Directions for this task » Extract, from the records beneath this instruction, each line that contains the word "ExecutionEngine".

Items from a data source:
————————

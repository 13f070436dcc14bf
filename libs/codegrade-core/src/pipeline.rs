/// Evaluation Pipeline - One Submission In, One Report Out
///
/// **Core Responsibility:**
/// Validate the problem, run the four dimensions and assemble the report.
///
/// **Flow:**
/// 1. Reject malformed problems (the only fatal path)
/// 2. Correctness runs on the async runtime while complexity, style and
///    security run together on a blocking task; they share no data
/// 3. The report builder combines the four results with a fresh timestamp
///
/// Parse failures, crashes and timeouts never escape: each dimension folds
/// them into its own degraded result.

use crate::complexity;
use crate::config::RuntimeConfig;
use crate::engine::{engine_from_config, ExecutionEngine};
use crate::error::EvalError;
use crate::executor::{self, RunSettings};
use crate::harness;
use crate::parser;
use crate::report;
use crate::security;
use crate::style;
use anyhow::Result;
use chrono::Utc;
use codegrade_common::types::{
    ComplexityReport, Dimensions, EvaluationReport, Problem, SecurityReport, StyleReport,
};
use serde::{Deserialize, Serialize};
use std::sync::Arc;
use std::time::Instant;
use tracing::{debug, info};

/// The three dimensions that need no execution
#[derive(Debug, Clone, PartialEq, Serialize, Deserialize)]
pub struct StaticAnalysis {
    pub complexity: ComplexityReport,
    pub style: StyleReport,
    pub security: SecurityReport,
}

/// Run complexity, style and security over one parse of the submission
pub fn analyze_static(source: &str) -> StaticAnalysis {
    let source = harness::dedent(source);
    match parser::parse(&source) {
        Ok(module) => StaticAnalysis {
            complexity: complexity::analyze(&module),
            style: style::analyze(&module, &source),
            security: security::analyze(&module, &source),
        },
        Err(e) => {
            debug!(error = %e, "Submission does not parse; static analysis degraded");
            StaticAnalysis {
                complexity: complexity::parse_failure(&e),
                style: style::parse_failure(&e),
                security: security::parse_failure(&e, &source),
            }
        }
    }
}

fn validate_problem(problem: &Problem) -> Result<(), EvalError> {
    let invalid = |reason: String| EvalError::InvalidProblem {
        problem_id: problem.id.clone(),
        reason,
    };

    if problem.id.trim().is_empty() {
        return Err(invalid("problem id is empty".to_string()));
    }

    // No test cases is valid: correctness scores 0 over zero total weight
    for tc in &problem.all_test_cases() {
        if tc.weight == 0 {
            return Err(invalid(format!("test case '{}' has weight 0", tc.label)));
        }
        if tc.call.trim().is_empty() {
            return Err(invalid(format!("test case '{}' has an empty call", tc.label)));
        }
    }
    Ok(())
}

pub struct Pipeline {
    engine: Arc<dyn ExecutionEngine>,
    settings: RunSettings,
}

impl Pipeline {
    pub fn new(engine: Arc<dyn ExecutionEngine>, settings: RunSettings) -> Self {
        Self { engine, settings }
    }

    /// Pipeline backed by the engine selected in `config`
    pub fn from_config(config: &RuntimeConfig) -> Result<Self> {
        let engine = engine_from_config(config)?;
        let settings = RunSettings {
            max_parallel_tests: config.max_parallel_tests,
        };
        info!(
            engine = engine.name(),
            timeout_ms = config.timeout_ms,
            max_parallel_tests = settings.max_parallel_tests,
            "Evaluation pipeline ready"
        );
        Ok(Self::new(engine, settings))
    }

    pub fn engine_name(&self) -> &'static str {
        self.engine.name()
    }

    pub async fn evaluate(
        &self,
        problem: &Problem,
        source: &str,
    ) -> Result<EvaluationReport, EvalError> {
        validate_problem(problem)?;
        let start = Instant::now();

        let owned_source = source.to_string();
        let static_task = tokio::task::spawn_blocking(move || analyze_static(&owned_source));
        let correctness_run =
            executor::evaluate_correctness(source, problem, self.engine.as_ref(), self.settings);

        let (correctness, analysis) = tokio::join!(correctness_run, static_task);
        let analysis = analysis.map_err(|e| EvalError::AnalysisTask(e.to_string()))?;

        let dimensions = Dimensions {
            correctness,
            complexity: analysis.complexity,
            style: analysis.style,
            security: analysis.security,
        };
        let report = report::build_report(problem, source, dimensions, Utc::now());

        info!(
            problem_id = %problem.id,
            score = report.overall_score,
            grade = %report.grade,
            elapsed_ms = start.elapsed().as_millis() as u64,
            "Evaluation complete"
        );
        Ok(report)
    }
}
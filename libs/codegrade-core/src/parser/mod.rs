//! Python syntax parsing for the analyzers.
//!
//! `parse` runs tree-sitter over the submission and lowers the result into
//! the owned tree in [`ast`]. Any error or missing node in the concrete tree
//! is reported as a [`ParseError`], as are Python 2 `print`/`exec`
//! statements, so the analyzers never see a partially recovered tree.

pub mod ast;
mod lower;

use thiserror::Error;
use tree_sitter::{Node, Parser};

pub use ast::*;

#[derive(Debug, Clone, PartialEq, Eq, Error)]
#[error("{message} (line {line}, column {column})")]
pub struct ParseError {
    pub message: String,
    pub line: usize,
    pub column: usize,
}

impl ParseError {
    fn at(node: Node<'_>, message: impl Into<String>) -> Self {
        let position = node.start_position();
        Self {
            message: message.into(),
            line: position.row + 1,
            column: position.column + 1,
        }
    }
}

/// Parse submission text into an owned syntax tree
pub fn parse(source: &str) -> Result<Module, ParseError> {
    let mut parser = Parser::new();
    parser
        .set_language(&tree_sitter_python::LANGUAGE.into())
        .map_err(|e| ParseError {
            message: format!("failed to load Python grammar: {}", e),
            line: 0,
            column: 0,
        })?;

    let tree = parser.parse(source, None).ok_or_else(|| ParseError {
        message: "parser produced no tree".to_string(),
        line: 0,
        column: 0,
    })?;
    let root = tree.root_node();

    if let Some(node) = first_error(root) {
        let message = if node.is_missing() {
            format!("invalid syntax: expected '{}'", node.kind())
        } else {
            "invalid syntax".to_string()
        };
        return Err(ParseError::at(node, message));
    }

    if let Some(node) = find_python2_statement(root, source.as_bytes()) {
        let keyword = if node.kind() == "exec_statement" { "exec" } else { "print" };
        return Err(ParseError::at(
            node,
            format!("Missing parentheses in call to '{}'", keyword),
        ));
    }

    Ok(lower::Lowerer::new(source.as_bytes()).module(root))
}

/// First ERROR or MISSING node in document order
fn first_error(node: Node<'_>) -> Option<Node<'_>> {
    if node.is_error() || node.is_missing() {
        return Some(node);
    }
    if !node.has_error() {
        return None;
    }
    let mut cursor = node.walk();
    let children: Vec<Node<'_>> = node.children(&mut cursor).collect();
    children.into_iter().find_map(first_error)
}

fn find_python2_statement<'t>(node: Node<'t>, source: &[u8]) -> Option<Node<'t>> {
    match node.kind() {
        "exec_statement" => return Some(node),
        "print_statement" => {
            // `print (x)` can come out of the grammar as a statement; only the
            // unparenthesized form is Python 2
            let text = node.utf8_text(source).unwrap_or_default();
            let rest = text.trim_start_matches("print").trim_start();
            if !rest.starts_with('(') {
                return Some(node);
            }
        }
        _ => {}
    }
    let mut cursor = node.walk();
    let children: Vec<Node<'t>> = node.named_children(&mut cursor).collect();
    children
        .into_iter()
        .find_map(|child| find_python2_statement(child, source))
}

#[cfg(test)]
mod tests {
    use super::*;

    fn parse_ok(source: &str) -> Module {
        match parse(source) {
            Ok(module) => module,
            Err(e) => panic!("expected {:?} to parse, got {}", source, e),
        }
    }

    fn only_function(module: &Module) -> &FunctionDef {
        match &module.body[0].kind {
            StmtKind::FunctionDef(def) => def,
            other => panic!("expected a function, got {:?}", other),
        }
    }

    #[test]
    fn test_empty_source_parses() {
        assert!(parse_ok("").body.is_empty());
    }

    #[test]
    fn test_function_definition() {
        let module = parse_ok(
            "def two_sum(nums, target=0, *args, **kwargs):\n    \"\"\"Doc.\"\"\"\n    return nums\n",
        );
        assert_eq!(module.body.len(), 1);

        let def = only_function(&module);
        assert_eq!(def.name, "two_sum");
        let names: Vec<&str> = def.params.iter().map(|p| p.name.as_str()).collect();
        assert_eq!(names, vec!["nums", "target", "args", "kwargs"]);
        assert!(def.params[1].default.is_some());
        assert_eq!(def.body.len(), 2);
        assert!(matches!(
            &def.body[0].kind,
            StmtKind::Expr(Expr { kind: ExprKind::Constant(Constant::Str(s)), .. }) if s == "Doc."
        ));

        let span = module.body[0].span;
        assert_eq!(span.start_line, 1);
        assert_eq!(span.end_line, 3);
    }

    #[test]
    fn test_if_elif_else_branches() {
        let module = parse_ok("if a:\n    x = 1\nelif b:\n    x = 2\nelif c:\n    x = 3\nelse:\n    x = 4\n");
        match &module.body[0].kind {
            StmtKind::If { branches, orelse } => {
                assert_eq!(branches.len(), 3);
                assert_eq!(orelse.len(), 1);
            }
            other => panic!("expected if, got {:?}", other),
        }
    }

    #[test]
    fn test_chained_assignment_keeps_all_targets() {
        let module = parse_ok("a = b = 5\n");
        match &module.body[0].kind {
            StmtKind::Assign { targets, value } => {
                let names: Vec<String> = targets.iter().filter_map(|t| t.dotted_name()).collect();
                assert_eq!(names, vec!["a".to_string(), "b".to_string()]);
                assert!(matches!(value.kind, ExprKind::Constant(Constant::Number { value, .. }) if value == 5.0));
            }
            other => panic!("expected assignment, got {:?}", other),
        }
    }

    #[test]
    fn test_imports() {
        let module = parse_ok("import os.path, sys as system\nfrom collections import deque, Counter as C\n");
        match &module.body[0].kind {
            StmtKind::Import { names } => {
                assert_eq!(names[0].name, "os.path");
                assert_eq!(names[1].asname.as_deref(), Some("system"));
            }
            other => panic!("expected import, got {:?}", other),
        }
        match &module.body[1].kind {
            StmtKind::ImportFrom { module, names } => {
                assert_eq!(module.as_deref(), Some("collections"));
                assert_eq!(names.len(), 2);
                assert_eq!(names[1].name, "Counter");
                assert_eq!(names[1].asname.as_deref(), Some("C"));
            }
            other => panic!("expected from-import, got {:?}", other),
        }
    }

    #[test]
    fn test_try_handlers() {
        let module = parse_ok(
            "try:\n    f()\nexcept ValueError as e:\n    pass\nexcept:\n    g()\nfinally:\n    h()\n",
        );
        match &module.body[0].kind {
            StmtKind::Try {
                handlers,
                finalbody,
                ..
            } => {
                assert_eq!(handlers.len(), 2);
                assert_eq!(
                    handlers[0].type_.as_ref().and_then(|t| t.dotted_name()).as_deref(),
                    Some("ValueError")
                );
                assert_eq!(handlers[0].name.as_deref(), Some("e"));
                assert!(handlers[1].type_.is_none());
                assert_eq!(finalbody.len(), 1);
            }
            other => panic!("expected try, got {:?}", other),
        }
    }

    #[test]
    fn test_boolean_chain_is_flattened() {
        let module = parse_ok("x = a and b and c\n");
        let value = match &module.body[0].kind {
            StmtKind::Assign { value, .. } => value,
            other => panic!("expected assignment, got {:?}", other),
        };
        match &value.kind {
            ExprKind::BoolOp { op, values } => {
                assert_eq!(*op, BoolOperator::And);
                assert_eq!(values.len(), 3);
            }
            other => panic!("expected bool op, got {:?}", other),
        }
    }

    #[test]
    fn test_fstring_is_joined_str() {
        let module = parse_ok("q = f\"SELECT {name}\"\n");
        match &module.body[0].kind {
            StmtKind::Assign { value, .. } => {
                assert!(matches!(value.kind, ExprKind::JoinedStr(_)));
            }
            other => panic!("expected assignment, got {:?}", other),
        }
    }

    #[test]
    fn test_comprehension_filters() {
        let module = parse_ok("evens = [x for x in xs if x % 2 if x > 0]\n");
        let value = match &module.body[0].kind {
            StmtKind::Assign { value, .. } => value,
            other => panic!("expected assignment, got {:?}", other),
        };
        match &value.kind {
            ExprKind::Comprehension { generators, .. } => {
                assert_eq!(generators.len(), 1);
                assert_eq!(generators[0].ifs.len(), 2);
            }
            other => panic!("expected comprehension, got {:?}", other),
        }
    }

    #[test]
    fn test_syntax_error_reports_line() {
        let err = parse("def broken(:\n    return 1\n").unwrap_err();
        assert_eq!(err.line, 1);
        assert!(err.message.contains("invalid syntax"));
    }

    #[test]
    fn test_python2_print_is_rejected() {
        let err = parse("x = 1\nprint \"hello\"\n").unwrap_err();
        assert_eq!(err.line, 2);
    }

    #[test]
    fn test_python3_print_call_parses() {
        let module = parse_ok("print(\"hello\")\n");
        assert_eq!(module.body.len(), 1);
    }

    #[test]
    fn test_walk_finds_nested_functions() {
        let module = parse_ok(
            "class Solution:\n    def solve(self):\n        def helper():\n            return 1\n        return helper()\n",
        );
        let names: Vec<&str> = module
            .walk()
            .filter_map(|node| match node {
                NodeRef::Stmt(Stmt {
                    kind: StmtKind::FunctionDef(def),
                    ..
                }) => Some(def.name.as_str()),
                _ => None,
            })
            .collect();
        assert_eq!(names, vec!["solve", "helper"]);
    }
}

————————

Result »
use crate::engine::{engine_from_config, ExecutionEngine};
    engine: Arc<dyn ExecutionEngine>,
    pub fn new(engine: Arc<dyn ExecutionEngine>, settings: RunSettings) -> Self {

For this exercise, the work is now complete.